## Data entries

//! Home Assistant MQTT discovery configs for a device

use anyhow::{Context, Result};
use rumqttc::QoS;
use serde::Serialize;
use tracing::info;

use crate::broker::Publisher;

const DISCOVERY_PREFIX: &str = "homeassistant";

/// Environment sensors: (key, name, JSON field, unit, device class)
const ENV_SENSORS: [(&str, &str, &str, &str, &str); 4] = [
    ("temp0", "Temperature Sensor 0", "temp_0_c", "°C", "temperature"),
    ("temp1", "Temperature Sensor 1", "temp_1_c", "°C", "temperature"),
    ("humidity", "Humidity", "rh_pct", "%", "humidity"),
    ("pressure", "Barometric Pressure", "baro_mbar", "mbar", "pressure"),
];

/// Motion sensors: (JSON field, label, unit)
const MOTION_SENSORS: [(&str, &str, &str); 3] = [
    ("acceleration_mG", "Acceleration", "mG"),
    ("gyro_mDPS", "Gyroscope", "mDPS"),
    ("magnetometer_mGauss", "Magnetometer", "mG"),
];

/// Discovery payload for one entity
#[derive(Debug, Clone, PartialEq, Serialize)]
pub struct EntityConfig {
    pub name: String,
    pub unique_id: String,
    #[serde(skip_serializing_if = "Option::is_none")]
    pub command_topic: Option<String>,
    pub state_topic: String,
    pub value_template: String,
    #[serde(skip_serializing_if = "Option::is_none")]
    pub unit_of_measurement: Option<String>,
    #[serde(skip_serializing_if = "Option::is_none")]
    pub device_class: Option<String>,
    #[serde(skip_serializing_if = "Option::is_none")]
    pub payload_on: Option<String>,
    #[serde(skip_serializing_if = "Option::is_none")]
    pub payload_off: Option<String>,
    #[serde(skip_serializing_if = "Option::is_none")]
    pub state_on: Option<String>,
    #[serde(skip_serializing_if = "Option::is_none")]
    pub state_off: Option<String>,
    pub retain: bool,
}

impl EntityConfig {
    fn new(
        name: impl Into<String>,
        unique_id: String,
        state_topic: String,
        value_template: String,
    ) -> Self {
        Self {
            name: name.into(),
            unique_id,
            command_topic: None,
            state_topic,
            value_template,
            unit_of_measurement: None,
            device_class: None,
            payload_on: None,
            payload_off: None,
            state_on: None,
            state_off: None,
            retain: true,
        }
    }
}

/// A config to publish and where
#[derive(Debug, Clone, PartialEq)]
pub struct DiscoveryMessage {
    pub topic: String,
    pub config: EntityConfig,
}

impl DiscoveryMessage {
    fn new(component: &str, object_id: &str, config: EntityConfig) -> Self {
        Self {
            topic: format!("{DISCOVERY_PREFIX}/{component}/{object_id}/config"),
            config,
        }
    }

    /// JSON payload
    pub fn payload(&self) -> Result<Vec<u8>> {
        serde_json::to_vec(&self.config)
            .with_context(|| format!("encoding config for {}", self.topic))
    }
}

/// Every discovery config for a device, in publish order
pub fn discovery_messages(device_id: &str) -> Vec<DiscoveryMessage> {
    let mut messages = Vec::with_capacity(15);

    let mut led = EntityConfig::new(
        "STM32H573 LED",
        format!("{device_id}_led"),
        format!("{device_id}/led_status"),
        "{{ value_json.ledStatus.reported }}".to_string(),
    );
    led.command_topic = Some(format!("{device_id}/led_set"));
    led.payload_on = Some("ON".into());
    led.payload_off = Some("OFF".into());
    led.state_on = Some("ON".into());
    led.state_off = Some("OFF".into());
    messages.push(DiscoveryMessage::new("switch", &format!("{device_id}_led"), led));

    let env_topic = format!("{device_id}/env_sensor_data");
    for (key, name, field, unit, class) in ENV_SENSORS {
        let mut sensor = EntityConfig::new(
            name,
            format!("{device_id}_{key}"),
            env_topic.clone(),
            format!("{{{{ value_json.{field} }}}}"),
        );
        sensor.unit_of_measurement = Some(unit.into());
        sensor.device_class = Some(class.into());
        messages.push(DiscoveryMessage::new("sensor", &format!("{device_id}_{key}"), sensor));
    }

    let motion_topic = format!("{device_id}/motion_sensor_data");
    for (field, label, unit) in MOTION_SENSORS {
        for axis in ["x", "y", "z"] {
            let key = format!("{field}_{axis}");
            let mut sensor = EntityConfig::new(
                format!("{label} {}", axis.to_uppercase()),
                format!("{device_id}_{key}"),
                motion_topic.clone(),
                format!("{{{{ value_json.{field}.{axis} }}}}"),
            );
            sensor.unit_of_measurement = Some(unit.into());
            messages.push(DiscoveryMessage::new("sensor", &format!("{device_id}_{key}"), sensor));
        }
    }

    let mut button = EntityConfig::new(
        "Push Button",
        format!("{device_id}_button"),
        format!("{device_id}/button_status"),
        "{{ value_json.buttonStatus.reported }}".to_string(),
    );
    button.payload_on = Some("ON".into());
    button.payload_off = Some("OFF".into());
    button.device_class = Some("occupancy".into());
    messages.push(DiscoveryMessage::new("binary_sensor", &format!("{device_id}_button"), button));

    messages
}

/// Publish every discovery config retained at QoS 0
pub async fn publish_discovery<P>(publisher: &mut P, device_id: &str) -> Result<usize>
where
    P: Publisher + ?Sized,
{
    let messages = discovery_messages(device_id);
    for message in &messages {
        publisher
            .publish(&message.topic, message.payload()?, QoS::AtMostOnce, true)
            .await?;
        info!("Published to {}", message.topic);
    }
    Ok(messages.len())
}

## DIRECTIONS FOR THIS TASK
If a line comes after the one containing "#[derive(Debug, Clone, PartialEq, Serialize)]", leave it out; set down every line of the data before it, and that line itself, exactly.

## RESPONSE
//! Home Assistant MQTT discovery configs for a device

use anyhow::{Context, Result};
use rumqttc::QoS;
use serde::Serialize;
use tracing::info;

use crate::broker::Publisher;

const DISCOVERY_PREFIX: &str = "homeassistant";

/// Environment sensors: (key, name, JSON field, unit, device class)
const ENV_SENSORS: [(&str, &str, &str, &str, &str); 4] = [
    ("temp0", "Temperature Sensor 0", "temp_0_c", "°C", "temperature"),
    ("temp1", "Temperature Sensor 1", "temp_1_c", "°C", "temperature"),
    ("humidity", "Humidity", "rh_pct", "%", "humidity"),
    ("pressure", "Barometric Pressure", "baro_mbar", "mbar", "pressure"),
];

/// Motion sensors: (JSON field, label, unit)
const MOTION_SENSORS: [(&str, &str, &str); 3] = [
    ("acceleration_mG", "Acceleration", "mG"),
    ("gyro_mDPS", "Gyroscope", "mDPS"),
    ("magnetometer_mGauss", "Magnetometer", "mG"),
];

/// Discovery payload for one entity
#[derive(Debug, Clone, PartialEq, Serialize)]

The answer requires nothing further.